Problem to solve -> The answer must consist of every line below containing "RemoveRootAttr".

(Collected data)
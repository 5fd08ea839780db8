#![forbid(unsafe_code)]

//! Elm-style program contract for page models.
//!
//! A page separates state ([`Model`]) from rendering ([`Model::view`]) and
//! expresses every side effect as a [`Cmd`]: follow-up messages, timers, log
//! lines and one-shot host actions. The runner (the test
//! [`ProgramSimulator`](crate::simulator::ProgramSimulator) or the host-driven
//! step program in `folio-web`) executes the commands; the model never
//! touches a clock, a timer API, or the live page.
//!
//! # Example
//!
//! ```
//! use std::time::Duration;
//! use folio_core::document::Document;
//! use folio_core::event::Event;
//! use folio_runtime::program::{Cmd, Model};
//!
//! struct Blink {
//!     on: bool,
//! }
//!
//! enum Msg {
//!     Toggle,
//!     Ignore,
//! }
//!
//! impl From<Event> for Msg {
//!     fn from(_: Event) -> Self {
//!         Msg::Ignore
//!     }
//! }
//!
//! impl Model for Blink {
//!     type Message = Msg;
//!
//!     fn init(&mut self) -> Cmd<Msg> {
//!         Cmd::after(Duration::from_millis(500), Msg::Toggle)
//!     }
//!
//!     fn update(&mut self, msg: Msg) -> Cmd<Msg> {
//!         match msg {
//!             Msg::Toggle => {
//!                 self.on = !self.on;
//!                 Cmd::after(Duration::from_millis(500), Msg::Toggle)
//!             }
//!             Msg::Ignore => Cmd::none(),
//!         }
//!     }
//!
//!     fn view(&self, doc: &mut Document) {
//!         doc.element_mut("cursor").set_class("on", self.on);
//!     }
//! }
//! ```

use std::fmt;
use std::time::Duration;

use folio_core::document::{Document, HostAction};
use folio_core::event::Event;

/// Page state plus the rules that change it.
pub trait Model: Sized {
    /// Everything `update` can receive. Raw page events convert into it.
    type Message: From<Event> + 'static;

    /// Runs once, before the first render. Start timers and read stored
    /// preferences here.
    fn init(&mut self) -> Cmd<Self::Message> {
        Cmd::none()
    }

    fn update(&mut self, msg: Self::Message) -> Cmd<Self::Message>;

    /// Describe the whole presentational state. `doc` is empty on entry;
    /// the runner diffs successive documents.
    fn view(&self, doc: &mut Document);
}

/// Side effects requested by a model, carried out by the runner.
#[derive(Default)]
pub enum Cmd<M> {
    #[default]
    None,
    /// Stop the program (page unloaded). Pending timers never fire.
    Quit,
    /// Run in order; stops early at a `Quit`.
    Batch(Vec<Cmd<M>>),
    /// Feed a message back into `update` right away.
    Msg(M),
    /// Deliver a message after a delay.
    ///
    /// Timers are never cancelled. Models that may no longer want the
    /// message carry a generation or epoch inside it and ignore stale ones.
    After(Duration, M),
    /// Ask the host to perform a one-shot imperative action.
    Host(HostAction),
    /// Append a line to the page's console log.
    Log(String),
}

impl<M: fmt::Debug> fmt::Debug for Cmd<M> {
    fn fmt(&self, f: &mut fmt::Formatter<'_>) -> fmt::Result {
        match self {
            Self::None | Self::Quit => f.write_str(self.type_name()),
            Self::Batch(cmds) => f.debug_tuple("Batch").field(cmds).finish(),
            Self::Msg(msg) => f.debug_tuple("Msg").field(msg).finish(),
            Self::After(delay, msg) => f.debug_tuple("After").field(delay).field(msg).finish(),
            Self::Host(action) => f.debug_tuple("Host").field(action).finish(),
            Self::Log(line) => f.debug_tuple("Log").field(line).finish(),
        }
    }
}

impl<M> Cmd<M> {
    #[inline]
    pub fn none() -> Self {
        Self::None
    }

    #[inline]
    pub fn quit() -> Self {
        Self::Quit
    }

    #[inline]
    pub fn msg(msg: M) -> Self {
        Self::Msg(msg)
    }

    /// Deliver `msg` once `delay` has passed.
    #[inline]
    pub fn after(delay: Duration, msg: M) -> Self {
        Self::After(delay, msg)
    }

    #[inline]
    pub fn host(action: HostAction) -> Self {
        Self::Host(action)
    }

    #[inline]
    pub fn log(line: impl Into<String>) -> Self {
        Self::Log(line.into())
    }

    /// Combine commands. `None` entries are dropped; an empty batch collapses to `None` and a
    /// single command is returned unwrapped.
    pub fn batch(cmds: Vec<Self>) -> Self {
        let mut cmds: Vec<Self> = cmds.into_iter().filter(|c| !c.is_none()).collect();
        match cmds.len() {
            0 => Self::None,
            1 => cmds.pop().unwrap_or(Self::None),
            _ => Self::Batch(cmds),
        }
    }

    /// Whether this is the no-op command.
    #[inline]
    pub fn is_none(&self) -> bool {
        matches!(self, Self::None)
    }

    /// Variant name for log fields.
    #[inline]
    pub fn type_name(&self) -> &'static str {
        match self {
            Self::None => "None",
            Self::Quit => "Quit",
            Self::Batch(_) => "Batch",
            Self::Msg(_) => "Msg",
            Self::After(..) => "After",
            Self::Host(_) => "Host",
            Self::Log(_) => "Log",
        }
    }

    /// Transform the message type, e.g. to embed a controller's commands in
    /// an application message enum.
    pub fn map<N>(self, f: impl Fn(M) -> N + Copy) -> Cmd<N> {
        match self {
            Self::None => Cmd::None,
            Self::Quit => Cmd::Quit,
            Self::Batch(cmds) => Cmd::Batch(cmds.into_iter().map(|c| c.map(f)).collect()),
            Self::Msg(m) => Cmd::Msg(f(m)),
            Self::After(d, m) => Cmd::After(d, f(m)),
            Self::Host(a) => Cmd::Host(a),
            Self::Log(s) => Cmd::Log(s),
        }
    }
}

---

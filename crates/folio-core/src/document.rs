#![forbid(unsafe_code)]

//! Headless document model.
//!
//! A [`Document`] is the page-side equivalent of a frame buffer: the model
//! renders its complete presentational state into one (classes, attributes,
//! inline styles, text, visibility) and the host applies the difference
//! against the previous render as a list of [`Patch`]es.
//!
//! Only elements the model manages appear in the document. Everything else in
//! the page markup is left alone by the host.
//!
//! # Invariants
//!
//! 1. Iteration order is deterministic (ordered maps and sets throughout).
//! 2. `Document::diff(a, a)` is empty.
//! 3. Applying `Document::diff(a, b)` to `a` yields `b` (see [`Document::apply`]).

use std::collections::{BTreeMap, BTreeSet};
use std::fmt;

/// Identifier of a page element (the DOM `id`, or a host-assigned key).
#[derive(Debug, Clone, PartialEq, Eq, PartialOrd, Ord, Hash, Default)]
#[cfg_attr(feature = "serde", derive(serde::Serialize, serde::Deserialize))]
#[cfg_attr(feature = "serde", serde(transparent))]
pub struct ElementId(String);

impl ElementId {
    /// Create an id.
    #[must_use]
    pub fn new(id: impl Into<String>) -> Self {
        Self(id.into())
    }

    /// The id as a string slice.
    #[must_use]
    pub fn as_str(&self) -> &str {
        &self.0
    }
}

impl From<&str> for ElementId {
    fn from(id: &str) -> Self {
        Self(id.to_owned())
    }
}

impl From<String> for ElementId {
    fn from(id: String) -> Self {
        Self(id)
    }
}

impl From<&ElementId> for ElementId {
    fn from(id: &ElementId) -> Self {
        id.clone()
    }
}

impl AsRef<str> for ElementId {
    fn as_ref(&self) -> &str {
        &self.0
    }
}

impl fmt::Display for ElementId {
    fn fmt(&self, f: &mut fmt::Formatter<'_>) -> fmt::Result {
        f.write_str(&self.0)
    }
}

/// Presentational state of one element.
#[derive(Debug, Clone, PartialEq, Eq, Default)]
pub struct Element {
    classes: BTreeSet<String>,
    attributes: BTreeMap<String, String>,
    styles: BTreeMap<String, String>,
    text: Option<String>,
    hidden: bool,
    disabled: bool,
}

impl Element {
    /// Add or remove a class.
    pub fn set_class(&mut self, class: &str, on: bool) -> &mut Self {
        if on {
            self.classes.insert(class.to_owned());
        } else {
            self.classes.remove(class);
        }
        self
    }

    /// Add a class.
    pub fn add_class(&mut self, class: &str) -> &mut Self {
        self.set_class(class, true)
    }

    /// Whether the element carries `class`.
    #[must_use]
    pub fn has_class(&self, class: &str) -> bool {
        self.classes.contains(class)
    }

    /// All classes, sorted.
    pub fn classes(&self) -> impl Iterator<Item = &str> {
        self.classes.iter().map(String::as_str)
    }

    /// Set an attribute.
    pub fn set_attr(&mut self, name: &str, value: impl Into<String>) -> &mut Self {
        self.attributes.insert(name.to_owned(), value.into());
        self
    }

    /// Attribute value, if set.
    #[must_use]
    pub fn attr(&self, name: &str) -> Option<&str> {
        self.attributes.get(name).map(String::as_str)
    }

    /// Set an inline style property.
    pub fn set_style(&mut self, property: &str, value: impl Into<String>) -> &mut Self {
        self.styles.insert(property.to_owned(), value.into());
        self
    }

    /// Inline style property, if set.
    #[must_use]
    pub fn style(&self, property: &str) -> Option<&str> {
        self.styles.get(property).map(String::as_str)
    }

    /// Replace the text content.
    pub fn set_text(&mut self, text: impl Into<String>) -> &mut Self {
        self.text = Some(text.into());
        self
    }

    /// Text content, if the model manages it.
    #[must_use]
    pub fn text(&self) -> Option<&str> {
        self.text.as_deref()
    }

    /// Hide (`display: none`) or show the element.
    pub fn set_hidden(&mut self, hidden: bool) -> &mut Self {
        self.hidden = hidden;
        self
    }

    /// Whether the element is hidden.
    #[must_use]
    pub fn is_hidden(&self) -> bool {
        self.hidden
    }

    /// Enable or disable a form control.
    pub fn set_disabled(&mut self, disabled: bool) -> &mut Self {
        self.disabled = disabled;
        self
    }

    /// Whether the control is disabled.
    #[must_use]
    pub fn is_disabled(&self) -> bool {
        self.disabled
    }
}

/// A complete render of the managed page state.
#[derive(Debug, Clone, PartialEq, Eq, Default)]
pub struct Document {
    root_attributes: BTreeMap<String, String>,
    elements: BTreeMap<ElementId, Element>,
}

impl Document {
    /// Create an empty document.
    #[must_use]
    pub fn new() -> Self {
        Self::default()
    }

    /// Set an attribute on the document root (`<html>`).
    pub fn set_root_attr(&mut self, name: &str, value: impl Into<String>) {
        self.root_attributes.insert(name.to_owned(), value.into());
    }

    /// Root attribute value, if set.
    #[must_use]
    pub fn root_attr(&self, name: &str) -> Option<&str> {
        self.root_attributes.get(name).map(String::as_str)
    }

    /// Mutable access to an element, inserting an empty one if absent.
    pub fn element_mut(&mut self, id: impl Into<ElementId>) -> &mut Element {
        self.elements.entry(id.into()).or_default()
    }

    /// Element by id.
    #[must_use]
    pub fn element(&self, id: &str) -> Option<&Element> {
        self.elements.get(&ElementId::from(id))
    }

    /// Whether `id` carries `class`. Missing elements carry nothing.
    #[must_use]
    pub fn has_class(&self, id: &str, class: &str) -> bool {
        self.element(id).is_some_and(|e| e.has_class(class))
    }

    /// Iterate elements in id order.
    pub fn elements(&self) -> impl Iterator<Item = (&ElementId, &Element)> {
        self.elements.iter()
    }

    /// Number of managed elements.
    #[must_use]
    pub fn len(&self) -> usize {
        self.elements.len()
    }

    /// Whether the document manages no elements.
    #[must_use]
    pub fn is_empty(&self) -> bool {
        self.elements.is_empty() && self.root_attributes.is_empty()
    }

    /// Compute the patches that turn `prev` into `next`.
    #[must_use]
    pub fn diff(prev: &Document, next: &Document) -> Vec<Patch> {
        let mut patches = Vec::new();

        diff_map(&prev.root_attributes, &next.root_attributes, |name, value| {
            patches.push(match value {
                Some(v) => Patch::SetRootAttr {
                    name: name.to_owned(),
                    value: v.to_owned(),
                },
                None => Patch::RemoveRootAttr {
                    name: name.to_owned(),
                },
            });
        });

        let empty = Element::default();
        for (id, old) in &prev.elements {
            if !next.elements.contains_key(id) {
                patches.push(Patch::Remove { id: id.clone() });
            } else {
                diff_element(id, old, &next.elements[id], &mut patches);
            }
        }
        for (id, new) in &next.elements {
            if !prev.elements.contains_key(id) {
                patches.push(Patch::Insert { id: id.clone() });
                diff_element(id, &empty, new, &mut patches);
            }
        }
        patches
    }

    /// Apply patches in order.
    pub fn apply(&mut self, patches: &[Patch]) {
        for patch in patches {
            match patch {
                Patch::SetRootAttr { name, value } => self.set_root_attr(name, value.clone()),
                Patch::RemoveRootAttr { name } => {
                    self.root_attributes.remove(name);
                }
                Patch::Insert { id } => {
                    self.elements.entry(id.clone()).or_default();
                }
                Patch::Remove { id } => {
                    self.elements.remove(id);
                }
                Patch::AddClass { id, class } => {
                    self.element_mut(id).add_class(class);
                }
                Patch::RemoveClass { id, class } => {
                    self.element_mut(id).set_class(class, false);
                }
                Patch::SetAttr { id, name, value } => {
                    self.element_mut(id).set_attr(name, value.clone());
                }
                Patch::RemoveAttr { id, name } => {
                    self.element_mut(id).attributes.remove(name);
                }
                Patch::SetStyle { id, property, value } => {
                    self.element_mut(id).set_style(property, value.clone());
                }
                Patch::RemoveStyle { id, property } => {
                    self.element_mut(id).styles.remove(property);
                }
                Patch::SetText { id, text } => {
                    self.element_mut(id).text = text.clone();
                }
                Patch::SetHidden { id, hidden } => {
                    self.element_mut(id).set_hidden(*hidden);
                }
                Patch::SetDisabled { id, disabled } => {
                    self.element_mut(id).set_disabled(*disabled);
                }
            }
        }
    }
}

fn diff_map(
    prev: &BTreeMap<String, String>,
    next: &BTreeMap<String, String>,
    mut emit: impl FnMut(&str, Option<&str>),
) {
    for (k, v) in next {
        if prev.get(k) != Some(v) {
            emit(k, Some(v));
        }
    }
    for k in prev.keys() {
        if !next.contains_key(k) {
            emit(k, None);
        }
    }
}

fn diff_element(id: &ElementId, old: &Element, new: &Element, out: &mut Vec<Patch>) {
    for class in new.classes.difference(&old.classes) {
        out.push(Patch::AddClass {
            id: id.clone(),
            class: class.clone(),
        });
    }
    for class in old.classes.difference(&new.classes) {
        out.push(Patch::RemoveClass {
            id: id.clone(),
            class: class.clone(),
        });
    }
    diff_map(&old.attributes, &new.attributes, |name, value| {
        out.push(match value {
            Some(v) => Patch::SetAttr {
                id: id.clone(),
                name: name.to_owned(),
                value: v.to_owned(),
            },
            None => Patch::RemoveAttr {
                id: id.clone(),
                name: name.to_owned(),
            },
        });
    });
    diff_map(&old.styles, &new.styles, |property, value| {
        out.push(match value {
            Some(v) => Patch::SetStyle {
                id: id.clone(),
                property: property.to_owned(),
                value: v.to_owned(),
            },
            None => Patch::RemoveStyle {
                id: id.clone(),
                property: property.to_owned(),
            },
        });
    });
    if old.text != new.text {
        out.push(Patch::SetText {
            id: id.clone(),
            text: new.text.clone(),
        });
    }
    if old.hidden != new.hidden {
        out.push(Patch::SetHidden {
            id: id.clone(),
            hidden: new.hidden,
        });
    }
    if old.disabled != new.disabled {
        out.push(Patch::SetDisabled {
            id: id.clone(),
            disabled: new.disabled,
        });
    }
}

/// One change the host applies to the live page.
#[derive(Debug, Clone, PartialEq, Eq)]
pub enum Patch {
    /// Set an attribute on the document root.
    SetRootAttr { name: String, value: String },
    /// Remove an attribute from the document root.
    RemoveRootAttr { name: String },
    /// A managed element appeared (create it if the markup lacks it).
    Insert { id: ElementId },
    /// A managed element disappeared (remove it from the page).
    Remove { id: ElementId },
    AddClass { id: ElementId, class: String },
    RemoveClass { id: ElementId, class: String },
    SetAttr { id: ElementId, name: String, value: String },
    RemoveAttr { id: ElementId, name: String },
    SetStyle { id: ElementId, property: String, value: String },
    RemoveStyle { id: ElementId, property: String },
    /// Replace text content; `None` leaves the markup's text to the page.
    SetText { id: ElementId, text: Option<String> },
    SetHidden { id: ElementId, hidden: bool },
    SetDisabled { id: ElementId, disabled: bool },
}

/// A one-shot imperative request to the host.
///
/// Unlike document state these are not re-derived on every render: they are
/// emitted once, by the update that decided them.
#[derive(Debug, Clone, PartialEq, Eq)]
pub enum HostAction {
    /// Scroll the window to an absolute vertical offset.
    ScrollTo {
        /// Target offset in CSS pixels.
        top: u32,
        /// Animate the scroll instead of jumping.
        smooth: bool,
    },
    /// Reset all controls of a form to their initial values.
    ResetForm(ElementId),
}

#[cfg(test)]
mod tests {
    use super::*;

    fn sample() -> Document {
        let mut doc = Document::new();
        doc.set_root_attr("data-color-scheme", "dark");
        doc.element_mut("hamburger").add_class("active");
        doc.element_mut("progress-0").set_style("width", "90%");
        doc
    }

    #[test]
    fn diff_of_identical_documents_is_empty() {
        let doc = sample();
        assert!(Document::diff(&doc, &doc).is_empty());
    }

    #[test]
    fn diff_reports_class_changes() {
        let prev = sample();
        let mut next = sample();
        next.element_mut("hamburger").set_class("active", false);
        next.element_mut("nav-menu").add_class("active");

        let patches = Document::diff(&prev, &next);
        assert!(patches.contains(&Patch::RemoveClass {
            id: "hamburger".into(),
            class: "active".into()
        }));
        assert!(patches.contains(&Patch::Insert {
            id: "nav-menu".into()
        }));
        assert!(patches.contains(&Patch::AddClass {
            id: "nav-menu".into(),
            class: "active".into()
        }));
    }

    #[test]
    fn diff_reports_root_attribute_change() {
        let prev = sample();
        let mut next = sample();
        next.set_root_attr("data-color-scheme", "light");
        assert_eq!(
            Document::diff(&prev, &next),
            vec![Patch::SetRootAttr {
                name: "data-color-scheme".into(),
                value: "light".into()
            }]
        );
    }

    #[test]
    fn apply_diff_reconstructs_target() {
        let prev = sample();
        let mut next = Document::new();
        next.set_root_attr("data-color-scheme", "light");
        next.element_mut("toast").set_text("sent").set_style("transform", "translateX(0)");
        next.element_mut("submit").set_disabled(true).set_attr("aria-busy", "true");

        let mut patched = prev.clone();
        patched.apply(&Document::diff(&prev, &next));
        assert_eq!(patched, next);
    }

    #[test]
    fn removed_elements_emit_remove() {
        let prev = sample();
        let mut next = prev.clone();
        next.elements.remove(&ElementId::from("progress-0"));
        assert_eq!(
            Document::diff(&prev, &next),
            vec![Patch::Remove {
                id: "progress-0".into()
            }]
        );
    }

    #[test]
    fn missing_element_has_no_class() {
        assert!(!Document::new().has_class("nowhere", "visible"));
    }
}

Result of the exercise ->
                None => Patch::RemoveRootAttr {
                Patch::RemoveRootAttr { name } => {
    RemoveRootAttr { name: String },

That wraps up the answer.